Pretending the numbers for Forever Again belonged to a…Silhouette something or other, and Silhouette announced the word count was formerly 55k but is now 50k, that might look bad. But if a part of that change is switching from using page count to using word count, it wouldn’t affect my story at all, nor what the reader is getting.
So. Hypothetically, if Ellora’s Cave were to do the opposite of Harlequin/Silhouette and change from computer word count to page count, the word count for Roadtrip would increase from 46,022 words to 52,250 words. Are you getting more story for your money? No. You’re getting the exact same story for your money.

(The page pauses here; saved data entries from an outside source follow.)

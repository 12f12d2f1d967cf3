//! Load balancing on behalf of the active leader.

use std::collections::BTreeSet;

use tracing::{debug, info};

use cxm_core::loadbalancer::{BalancerConfig, LoadBalancer, Placement};
use cxm_proto::cluster::Migration;
use cxm_proto::error::{CxmError, CxmResult};

use crate::hypervisor::Hypervisor;

/// Compute the migrations leading to a more even placement, if any.
pub async fn plan(
    hv: &dyn Hypervisor,
    config: BalancerConfig,
    placement: Placement,
) -> CxmResult<Option<Vec<Migration>>> {
    let vms: Vec<String> = placement
        .values()
        .flatten()
        .cloned()
        .collect::<BTreeSet<_>>()
        .into_iter()
        .collect();
    let nodes: Vec<String> = placement.keys().cloned().collect();
    debug!("balance: {} vm(s) on {} node(s)", vms.len(), nodes.len());

    let vm_metrics = hv.vm_metrics(&vms).await?;
    let node_metrics = hv.node_metrics(&nodes).await?;
    let balancer = LoadBalancer::new(placement, vm_metrics, node_metrics, config)?;

    // The search is CPU bound.
    let solution = tokio::task::spawn_blocking(move || balancer.solve())
        .await
        .map_err(|e| CxmError::Eio(format!("load balancer task failed: {}", e)))?;

    match solution {
        Some(solution) => {
            info!("balance: {}", solution);
            Ok(Some(solution.into_path()))
        }
        None => {
            info!("balance: current placement is good enough");
            Ok(None)
        }
    }
}

/// Run the migrations one after the other, stopping at the first failure.
pub async fn execute(hv: &dyn Hypervisor, migrations: &[Migration]) -> CxmResult<()> {
    for (i, m) in migrations.iter().enumerate() {
        info!("balance: migration {}/{}: {}", i + 1, migrations.len(), m);
        hv.migrate(&m.vm, &m.from, &m.to).await?;
    }
    Ok(())
}

#[cfg(test)]
mod tests {
    use super::*;

    use std::collections::BTreeMap;

    use cxm_core::loadbalancer::{NodeMetrics, VmMetrics};

    use crate::recovery::tests::MockHypervisor;

    fn uneven() -> (MockHypervisor, Placement) {
        let vm = |cpu| VmMetrics {
            io: 0,
            cpu,
            ram: 512,
        };
        let hv = MockHypervisor {
            vm_metrics: BTreeMap::from([
                ("vm1".to_string(), vm(45)),
                ("vm2".to_string(), vm(45)),
                ("vm3".to_string(), vm(10)),
            ]),
            node_metrics: BTreeMap::from([
                ("a".to_string(), NodeMetrics { ram: 4096 }),
                ("b".to_string(), NodeMetrics { ram: 4096 }),
            ]),
            ..Default::default()
        };
        let placement = Placement::from([
            ("a".to_string(), vec!["vm1".to_string(), "vm2".to_string()]),
            ("b".to_string(), vec!["vm3".to_string()]),
        ]);
        (hv, placement)
    }

    fn config(min_gain_percent: f64) -> BalancerConfig {
        BalancerConfig {
            max_vms_per_node: 20,
            max_layers: 5,
            min_gain_percent,
        }
    }

    #[tokio::test]
    async fn test_plan_and_execute() {
        let (hv, placement) = uneven();
        let migrations = plan(&hv, config(5.0), placement).await.unwrap().unwrap();
        assert_eq!(
            migrations,
            vec![Migration {
                vm: "vm1".into(),
                from: "a".into(),
                to: "b".into(),
            }]
        );

        execute(&hv, &migrations).await.unwrap();
        assert_eq!(hv.calls(), ["migrate vm1 a b"]);
    }

    #[tokio::test]
    async fn test_no_plan_when_gain_is_out_of_reach() {
        let (hv, placement) = uneven();
        assert_eq!(plan(&hv, config(100.0), placement).await, Ok(None));
    }

    #[tokio::test]
    async fn test_missing_metrics_rejected() {
        let (hv, mut placement) = uneven();
        placement.insert("c".to_string(), vec!["vm9".to_string()]);
        assert!(matches!(
            plan(&hv, config(5.0), placement).await,
            Err(CxmError::InvalidParms(_))
        ));
    }
}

I love dialogue, and I’m also very conscious of paragraph length and white space, so it really would make a difference to my publisher if they had a set number of pages in each book. That white space has to be accounted for. (And I’m honestly surprised that H/S would move to word count for just that reason—their authors vary, some having more dense narrative, and some with more white space and word count won’t factor that in.)
I don’t think word count discussions are quite as irrelevant as others do. As you can see from the examples, which method a publisher uses can most definitely affect how your word count matches up with their requirements, possibly making you look like a dumbass. Following submission guidelines is of the utmost importance, and missing the word count by 3k in a novella submission never makes a good first impression. On the flipside of that, an editor with any experience can tell at a glance which method you used, so it’s not the end of one’s writing career, either.
Personally, I love page count. *g* I feel like I move along at a faster clip because the pages roll by. When you use computer word count and you’re averaging 478 words per page, it takes for-ev-er to get to the next page.
So, anyway. To get to the point…I don’t have one. It usually takes a few days for an accurate picture of what’s going on up at the Woolworth Building to shake down through the blogosphere, so I’m just going to sit back and watch.